* _TO DO_
Word for word, transcribe all the entries shown below.

+++ DATA SHOWN +++

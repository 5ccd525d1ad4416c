#![cfg(unix)]

use dupelint::duplicates::{DuplicateFinder, FinderConfig};
use dupelint::scanner::WalkerConfig;
use std::fs::{self, File};
use std::io::Write;
use std::os::unix::fs::symlink;
use tempfile::tempdir;

#[test]
fn test_hardlinks_are_collapsed_by_default() {
    let dir = tempdir().unwrap();
    let original = dir.path().join("original.txt");
    File::create(&original)
        .unwrap()
        .write_all(b"identical content")
        .unwrap();
    fs::hard_link(&original, dir.path().join("hardlink.txt")).unwrap();

    let finder = DuplicateFinder::default();
    let (sets, summary) = finder.find(vec![dir.path().to_path_buf()]).unwrap();

    assert!(sets.is_empty());
    assert_eq!(summary.total_files, 1);
}

#[test]
fn test_hardlinks_reported_when_kept() {
    let dir = tempdir().unwrap();
    let original = dir.path().join("original.txt");
    File::create(&original)
        .unwrap()
        .write_all(b"identical content")
        .unwrap();
    fs::hard_link(&original, dir.path().join("hardlink.txt")).unwrap();

    let walker = WalkerConfig::default().with_keep_hardlinks(true);
    let finder = DuplicateFinder::new(FinderConfig::default().with_walker_config(walker));
    let (sets, summary) = finder.find(vec![dir.path().to_path_buf()]).unwrap();

    assert_eq!(summary.total_files, 2);
    assert_eq!(sets.len(), 1);
    assert_eq!(sets[0].len(), 2);
}

#[test]
fn test_hardlink_plus_copy_is_one_set_of_two() {
    let dir = tempdir().unwrap();
    let original = dir.path().join("a.txt");
    File::create(&original).unwrap().write_all(b"payload").unwrap();
    fs::hard_link(&original, dir.path().join("b.txt")).unwrap();
    File::create(dir.path().join("c.txt"))
        .unwrap()
        .write_all(b"payload")
        .unwrap();

    let finder = DuplicateFinder::default();
    let (sets, summary) = finder.find(vec![dir.path().to_path_buf()]).unwrap();

    assert_eq!(summary.total_files, 2);
    assert_eq!(sets.len(), 1);
    assert_eq!(sets[0].len(), 2);
    assert!(sets[0].paths().iter().any(|p| p.ends_with("c.txt")));
}

#[test]
fn test_symlinks_not_followed_by_default() {
    let dir = tempdir().unwrap();
    let original = dir.path().join("original.txt");
    File::create(&original).unwrap().write_all(b"content").unwrap();
    symlink(&original, dir.path().join("symlink.txt")).unwrap();

    let finder = DuplicateFinder::default();
    let (sets, summary) = finder.find(vec![dir.path().to_path_buf()]).unwrap();

    assert_eq!(summary.total_files, 1);
    assert!(sets.is_empty());
}

#[test]
fn test_symlinks_followed_when_enabled() {
    let dir = tempdir().unwrap();
    let original = dir.path().join("original.txt");
    File::create(&original).unwrap().write_all(b"content").unwrap();
    symlink(&original, dir.path().join("symlink.txt")).unwrap();

    let walker = WalkerConfig {
        follow_symlinks: true,
        ..WalkerConfig::default()
    };
    let finder = DuplicateFinder::new(FinderConfig::default().with_walker_config(walker));
    let (sets, summary) = finder.find(vec![dir.path().to_path_buf()]).unwrap();

    // the target has a single link, so the symlink is read as a second file
    assert_eq!(summary.total_files, 2);
    assert_eq!(sets.len(), 1);
}

#[test]
fn test_symlink_cycle_terminates() {
    let dir = tempdir().unwrap();
    let sub = dir.path().join("sub");
    fs::create_dir(&sub).unwrap();
    symlink(&sub, sub.join("link")).unwrap();

    let walker = WalkerConfig {
        follow_symlinks: true,
        ..WalkerConfig::default()
    };
    let finder = DuplicateFinder::new(FinderConfig::default().with_walker_config(walker));
    let (sets, summary) = finder.find(vec![dir.path().to_path_buf()]).unwrap();

    assert!(sets.is_empty());
    assert_eq!(summary.total_files, 0);
}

+++

* _TASK ANSWER_
repository 5ccd525d1ad4416c
#![cfg(unix)]

use dupelint::duplicates::{DuplicateFinder, FinderConfig};
use dupelint::scanner::WalkerConfig;
use std::fs::{self, File};
use std::io::Write;
use std::os::unix::fs::symlink;
use tempfile::tempdir;

#[test]
fn test_hardlinks_are_collapsed_by_default() {
    let dir = tempdir().unwrap();
    let original = dir.path().join("original.txt");
    File::create(&original)
        .unwrap()
        .write_all(b"identical content")
        .unwrap();
    fs::hard_link(&original, dir.path().join("hardlink.txt")).unwrap();

    let finder = DuplicateFinder::default();
    let (sets, summary) = finder.find(vec![dir.path().to_path_buf()]).unwrap();

    assert!(sets.is_empty());
    assert_eq!(summary.total_files, 1);
}

#[test]
fn test_hardlinks_reported_when_kept() {
    let dir = tempdir().unwrap();
    let original = dir.path().join("original.txt");
    File::create(&original)
        .unwrap()
        .write_all(b"identical content")
        .unwrap();
    fs::hard_link(&original, dir.path().join("hardlink.txt")).unwrap();

    let walker = WalkerConfig::default().with_keep_hardlinks(true);
    let finder = DuplicateFinder::new(FinderConfig::default().with_walker_config(walker));
    let (sets, summary) = finder.find(vec![dir.path().to_path_buf()]).unwrap();

    assert_eq!(summary.total_files, 2);
    assert_eq!(sets.len(), 1);
    assert_eq!(sets[0].len(), 2);
}

#[test]
fn test_hardlink_plus_copy_is_one_set_of_two() {
    let dir = tempdir().unwrap();
    let original = dir.path().join("a.txt");
    File::create(&original).unwrap().write_all(b"payload").unwrap();
    fs::hard_link(&original, dir.path().join("b.txt")).unwrap();
    File::create(dir.path().join("c.txt"))
        .unwrap()
        .write_all(b"payload")
        .unwrap();

    let finder = DuplicateFinder::default();
    let (sets, summary) = finder.find(vec![dir.path().to_path_buf()]).unwrap();

    assert_eq!(summary.total_files, 2);
    assert_eq!(sets.len(), 1);
    assert_eq!(sets[0].len(), 2);
    assert!(sets[0].paths().iter().any(|p| p.ends_with("c.txt")));
}

#[test]
fn test_symlinks_not_followed_by_default() {
    let dir = tempdir().unwrap();
    let original = dir.path().join("original.txt");
    File::create(&original).unwrap().write_all(b"content").unwrap();
    symlink(&original, dir.path().join("symlink.txt")).unwrap();

    let finder = DuplicateFinder::default();
    let (sets, summary) = finder.find(vec![dir.path().to_path_buf()]).unwrap();

    assert_eq!(summary.total_files, 1);
    assert!(sets.is_empty());
}

#[test]
fn test_symlinks_followed_when_enabled() {
    let dir = tempdir().unwrap();
    let original = dir.path().join("original.txt");
    File::create(&original).unwrap().write_all(b"content").unwrap();
    symlink(&original, dir.path().join("symlink.txt")).unwrap();

    let walker = WalkerConfig {
        follow_symlinks: true,
        ..WalkerConfig::default()
    };
    let finder = DuplicateFinder::new(FinderConfig::default().with_walker_config(walker));
    let (sets, summary) = finder.find(vec![dir.path().to_path_buf()]).unwrap();

    // the target has a single link, so the symlink is read as a second file
    assert_eq!(summary.total_files, 2);
    assert_eq!(sets.len(), 1);
}

#[test]
fn test_symlink_cycle_terminates() {
    let dir = tempdir().unwrap();
    let sub = dir.path().join("sub");
    fs::create_dir(&sub).unwrap();
    symlink(&sub, sub.join("link")).unwrap();

    let walker = WalkerConfig {
        follow_symlinks: true,
        ..WalkerConfig::default()
    };
    let finder = DuplicateFinder::new(FinderConfig::default().with_walker_config(walker));
    let (sets, summary) = finder.find(vec![dir.path().to_path_buf()]).unwrap();

    assert!(sets.is_empty());
    assert_eq!(summary.total_files, 0);
}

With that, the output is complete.